Segundo informa a própria Editora, esta é a primeira vez, fora da Alemanha, que as sete partes do manuscrito de Marx e Engels sobre Feuerbach são apresentadas ao leitor como textos independentes, em sua fragmentação originária, sem sofrer as montagens mais ou menos arbitrárias imputadas pelos diversos editores (desde a edição de Riazanov, em 1926) à obra.

Esse tratamento editorial esmerado levou à descoberta de que Marx e Engels, até o fim de 1845, não haviam concebido o plano de escrever A ideologia alemã, pelo menos não com esse título. Apartir de um artigo de Marx intitulado “Contra Bruno Bauer”, em novembro de 1845, nasceram os manuscritos que, meses mais tarde, dariam corpo ao projeto inacabado de A ideologia alemã. Concluída em 1846,
A ideologia alemã foi o primeiro livro escrito em parceria por Karl Marx e Friedrich Engels, com o objetivo de criticar os “jovens hegelianos”, principalmente os filósofosLudwig Fuerbach, Bruno Bauer e Max Stirner, como produtores de uma ideologia alemã conservadora, apesar de se autodenominarem teóricos revolucionários.

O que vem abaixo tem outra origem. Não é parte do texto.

//! Top-level entry point: turns a contract call into a full
//! build -> simulate -> [restore] -> sign -> send -> poll run.

use std::sync::Arc;

use stellar_xdr::curr::ScVal;
use tracing::{debug, info};

use quasar_compile::{from_scval, IrValue, XdrError};

use crate::assembler::{AssembledTransaction, AssemblyContext, AssemblyState, Invocation};
use crate::config::{ClientOptions, Network};
use crate::error::{ContractError, InvokeFailure};
use crate::relayer::Relayer;
use crate::rpc::{RpcClient, SorobanRpc};
use crate::sign::TransactionSigner;
use crate::simulator::SimulationCoordinator;
use crate::types::{AccountInfo, SimulationOutcome};

/// Value of a finished invocation.
#[derive(Debug, Clone, PartialEq, Eq)]
pub struct InvokeResult {
    pub value: Option<ScVal>,
    /// `None` for read-only calls answered by simulation
    pub hash: Option<String>,
    pub ledger: Option<u64>,
}

impl InvokeResult {
    /// The returned value as a native value. `Void` becomes `None`.
    pub fn native(&self) -> Result<Option<IrValue>, XdrError> {
        match &self.value {
            None | Some(ScVal::Void) => Ok(None),
            Some(value) => from_scval(value).map(Some),
        }
    }

    pub fn is_read_only(&self) -> bool {
        self.hash.is_none()
    }
}

/// Invokes contracts on behalf of one source account.
pub struct ContractClient {
    pub(crate) context: AssemblyContext,
    pub(crate) signer: Arc<dyn TransactionSigner>,
}

impl ContractClient {
    pub fn new(
        rpc: Arc<dyn SorobanRpc>,
        network: Network,
        signer: Arc<dyn TransactionSigner>,
    ) -> Self {
        Self {
            context: AssemblyContext::new(rpc, network),
            signer,
        }
    }

    /// Client talking JSON-RPC to `network.rpc_url`.
    pub fn connect(
        network: Network,
        signer: Arc<dyn TransactionSigner>,
    ) -> Result<Self, ContractError> {
        let rpc = RpcClient::new(&network.rpc_url)?;
        Ok(Self::new(Arc::new(rpc), network, signer))
    }

    pub fn with_options(mut self, options: ClientOptions) -> Self {
        self.context.options = options;
        self
    }

    /// Submit through `relayer` instead of `sendTransaction`.
    pub fn with_relayer(mut self, relayer: Arc<dyn Relayer>) -> Self {
        self.context.relayer = Some(relayer);
        self
    }

    pub fn source_address(&self) -> String {
        self.signer.address()
    }

    pub fn network(&self) -> &Network {
        &self.context.network
    }

    pub fn options(&self) -> &ClientOptions {
        &self.context.options
    }

    /// Fetch the source account and build `invocation` with the client's
    /// signer held as source signer.
    pub async fn assemble(&self, invocation: Invocation) -> Result<AssembledTransaction, ContractError> {
        let source = self.context.rpc.get_account(&self.source_address()).await?;
        self.assemble_with(invocation, source)
    }

    /// Build against an already known account state.
    pub fn assemble_with(
        &self,
        invocation: Invocation,
        source: AccountInfo,
    ) -> Result<AssembledTransaction, ContractError> {
        Ok(AssembledTransaction::build(self.context.clone(), invocation, source)?
            .with_source_signer(self.signer.clone()))
    }

    /// Dry-run `invocation` without keeping any state.
    pub async fn dry_run(&self, invocation: Invocation) -> Result<SimulationOutcome, ContractError> {
        let tx = self.assemble(invocation).await?;
        SimulationCoordinator::new(self.context.rpc.clone())
            .simulate(tx.envelope())
            .await
    }

    /// Call `function` on `contract` and wait for the result.
    ///
    /// `cosigners` sign auth entries or the envelope where the simulation
    /// says they are required. Read-only calls return the simulated value
    /// without submitting.
    pub async fn invoke(
        &self,
        contract: &str,
        function: &str,
        args: Vec<IrValue>,
        cosigners: &[&dyn TransactionSigner],
    ) -> Result<InvokeResult, InvokeFailure> {
        let invocation = Invocation::call(contract, function, args);
        let tx = self
            .assemble(invocation)
            .await
            .map_err(InvokeFailure::detached)?;
        self.drive(tx, cosigners).await
    }

    /// Run an assembled transaction to completion. On failure the
    /// transaction is handed back with the error.
    pub async fn drive(
        &self,
        mut tx: AssembledTransaction,
        cosigners: &[&dyn TransactionSigner],
    ) -> Result<InvokeResult, InvokeFailure> {
        match self.run(&mut tx, cosigners).await {
            Ok(result) => Ok(result),
            Err(error) => Err(InvokeFailure::new(error, tx)),
        }
    }

    async fn run(
        &self,
        tx: &mut AssembledTransaction,
        cosigners: &[&dyn TransactionSigner],
    ) -> Result<InvokeResult, ContractError> {
        let label = tx.invocation().label();

        if tx.simulate().await? == AssemblyState::NeedsRestoration && self.context.options.auto_restore {
            tx.restore_and_retry().await?;
        }

        match tx.sign(cosigners) {
            Ok(_) => {}
            Err(ContractError::NoSignatureNeeded { result }) => {
                debug!(invocation = %label, "read-only call answered by simulation");
                return Ok(InvokeResult {
                    value: result,
                    hash: None,
                    ledger: None,
                });
            }
            Err(e) => return Err(e),
        }

        let result = tx.send().await?;
        info!(invocation = %label, hash = %result.hash, ledger = ?result.ledger, "invocation complete");
        Ok(InvokeResult {
            value: result.return_value,
            hash: Some(result.hash),
            ledger: result.ledger,
        })
    }
}

// ---------------------------------------------------------------------------
// Tests
// ---------------------------------------------------------------------------

#[cfg(test)]
mod tests {
    use super::*;
    use std::time::Duration;

    use crate::testing::{
        address_auth_entry, keypair, sim_failure, sim_restore, sim_success, success_meta,
        MockRelayer, MockRpc, CONTRACT,
    };
    use crate::types::TransactionStatus;

    fn client(rpc: &Arc<MockRpc>, seed: u8) -> ContractClient {
        ContractClient::new(rpc.clone(), Network::testnet(), Arc::new(keypair(seed))).with_options(
            ClientOptions::default().with_poll(Duration::from_millis(100), Duration::from_secs(1)),
        )
    }

    #[tokio::test]
    async fn read_call_returns_value_without_submitting() {
        let rpc = Arc::new(MockRpc::new(10));
        rpc.push_simulation(sim_success(&[], false, Some(ScVal::U32(5))));

        let result = client(&rpc, 1)
            .invoke(CONTRACT, "balance", vec![], &[])
            .await
            .unwrap();
        assert!(result.is_read_only());
        assert_eq!(result.native().unwrap(), Some(IrValue::U32(5)));
        assert_eq!(rpc.send_calls(), 0);
    }

    #[tokio::test]
    async fn write_call_submits_and_unwraps() {
        let rpc = Arc::new(MockRpc::new(10));
        rpc.push_simulation(sim_success(&[], true, None));
        rpc.push_status(TransactionStatus::Success, Some(success_meta(ScVal::I32(-3))));

        let result = client(&rpc, 1)
            .invoke(CONTRACT, "transfer", vec![IrValue::U32(1)], &[])
            .await
            .unwrap();
        assert_eq!(result.hash.as_deref(), Some("tx1"));
        assert_eq!(result.ledger, Some(1234));
        assert_eq!(result.native().unwrap(), Some(IrValue::I32(-3)));
    }

    #[tokio::test(start_paused = true)]
    async fn sub_second_poll_timeout_reaches_the_poller() {
        let rpc = Arc::new(MockRpc::new(10));
        rpc.push_simulation(sim_success(&[], true, None));
        rpc.push_status(TransactionStatus::NotFound, None);
        let client = ContractClient::new(rpc.clone(), Network::testnet(), Arc::new(keypair(1)))
            .with_options(
                ClientOptions::default()
                    .with_poll(Duration::from_millis(100), Duration::from_millis(500)),
            );

        let started = tokio::time::Instant::now();
        let failure = client
            .invoke(CONTRACT, "transfer", vec![], &[])
            .await
            .unwrap_err();
        let elapsed = started.elapsed();

        assert!(matches!(
            failure.error,
            ContractError::TransactionStillPending { .. }
        ));
        assert!(elapsed >= Duration::from_millis(500), "{:?}", elapsed);
        assert!(elapsed <= Duration::from_millis(600), "{:?}", elapsed);
        assert_eq!(rpc.get_calls(), 6);
    }

    #[tokio::test]
    async fn cosigner_authorizes_entry() {
        let rpc = Arc::new(MockRpc::new(10));
        let b = keypair(2);
        rpc.push_simulation(sim_success(&[address_auth_entry(&b.address(), 1)], true, None));

        let result = client(&rpc, 1)
            .invoke(CONTRACT, "transfer", vec![], &[&b])
            .await
            .unwrap();
        assert!(!result.is_read_only());
        assert_eq!(rpc.send_calls(), 1);
    }

    #[tokio::test]
    async fn missing_cosigner_hands_back_transaction() {
        let rpc = Arc::new(MockRpc::new(10));
        let b = keypair(2);
        rpc.push_simulation(sim_success(&[address_auth_entry(&b.address(), 1)], true, None));

        let failure = client(&rpc, 1)
            .invoke(CONTRACT, "transfer", vec![], &[])
            .await
            .unwrap_err();
        match &failure.error {
            ContractError::NeedsMoreSignatures { missing } => {
                assert_eq!(missing, &vec![b.address()]);
            }
            other => panic!("expected NeedsMoreSignatures, got {:?}", other),
        }

        // the caller can finish the job with the returned transaction
        let mut tx = failure.transaction.unwrap();
        assert_eq!(tx.state(), AssemblyState::NeedsMoreSignatures);
        assert_eq!(tx.sign(&[&b]).unwrap(), AssemblyState::Signed);
        tx.send().await.unwrap();
        assert_eq!(rpc.send_calls(), 1);
    }

    #[tokio::test]
    async fn simulation_failure_is_surfaced() {
        let rpc = Arc::new(MockRpc::new(10));
        rpc.push_simulation(sim_failure("HostError: trapped"));

        let failure = client(&rpc, 1)
            .invoke(CONTRACT, "transfer", vec![], &[])
            .await
            .unwrap_err();
        assert!(matches!(
            failure.error,
            ContractError::SimulationFailed { ref diagnostic, .. } if diagnostic == "HostError: trapped"
        ));
        assert_eq!(rpc.send_calls(), 0);
    }

    #[tokio::test]
    async fn restores_automatically() {
        let rpc = Arc::new(MockRpc::new(10));
        rpc.push_simulation(sim_restore());
        rpc.push_simulation(sim_success(&[], true, None));

        client(&rpc, 1)
            .invoke(CONTRACT, "transfer", vec![], &[])
            .await
            .unwrap();
        assert_eq!(rpc.send_calls(), 2);
        assert_eq!(rpc.simulate_calls(), 2);
    }

    #[tokio::test]
    async fn auto_restore_can_be_disabled() {
        let rpc = Arc::new(MockRpc::new(10));
        rpc.push_simulation(sim_restore());

        let client = client(&rpc, 1);
        let options = client.options().clone().with_auto_restore(false);
        let failure = client
            .with_options(options)
            .invoke(CONTRACT, "transfer", vec![], &[])
            .await
            .unwrap_err();
        assert!(matches!(
            failure.error,
            ContractError::ExpiredState {
                min_resource_fee: 20_000
            }
        ));
        assert_eq!(rpc.send_calls(), 0);
    }

    #[tokio::test]
    async fn invalid_contract_fails_before_network() {
        let rpc = Arc::new(MockRpc::new(10));
        let failure = client(&rpc, 1)
            .invoke("not-a-contract", "transfer", vec![], &[])
            .await
            .unwrap_err();
        assert!(matches!(failure.error, ContractError::InvalidArgument(_)));
        assert!(failure.transaction.is_none());
        assert_eq!(rpc.simulate_calls(), 0);
    }

    #[tokio::test]
    async fn relayer_submits_for_client() {
        let rpc = Arc::new(MockRpc::new(10));
        rpc.push_simulation(sim_success(&[], true, None));
        let relayer = Arc::new(MockRelayer::accepting("relayed"));

        let result = client(&rpc, 1)
            .with_relayer(relayer.clone())
            .invoke(CONTRACT, "transfer", vec![], &[])
            .await
            .unwrap();
        assert_eq!(result.hash.as_deref(), Some("relayed"));
        assert_eq!(relayer.requests().len(), 1);
        assert_eq!(rpc.send_calls(), 0);
    }

    #[tokio::test]
    async fn dry_run_keeps_nothing() {
        let rpc = Arc::new(MockRpc::new(10));
        rpc.push_simulation(sim_success(&[], false, Some(ScVal::Bool(true))));
        let outcome = client(&rpc, 1)
            .dry_run(Invocation::call(CONTRACT, "get", vec![]))
            .await
            .unwrap();
        assert!(matches!(outcome, SimulationOutcome::Success(_)));
        assert_eq!(rpc.send_calls(), 0);
    }

    #[test]
    fn void_result_is_none() {
        let result = InvokeResult {
            value: Some(ScVal::Void),
            hash: Some("h".into()),
            ledger: None,
        };
        assert_eq!(result.native().unwrap(), None);
    }
}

Marx aponta para o fato de esses filósofos apontarem transformações apenas no plano do pensamento sem nunca terem alcançado a realidade concreta. Ao criticar a teoria hegeliana eles não rompem, segundo Marx, a falsa noção de que o espírito humano é o sujeito da história e não a atividade humana.

A produção da consciência

A ideologia alemã reafirma que a premissa de toda história humana é a existência de indivíduos humanos viventes. Não é a consciência humana que determinada a vida (ou o ser). É a vida material que determina a consciência. Ou seja, o ser determina o saber, a existência determina a consciência.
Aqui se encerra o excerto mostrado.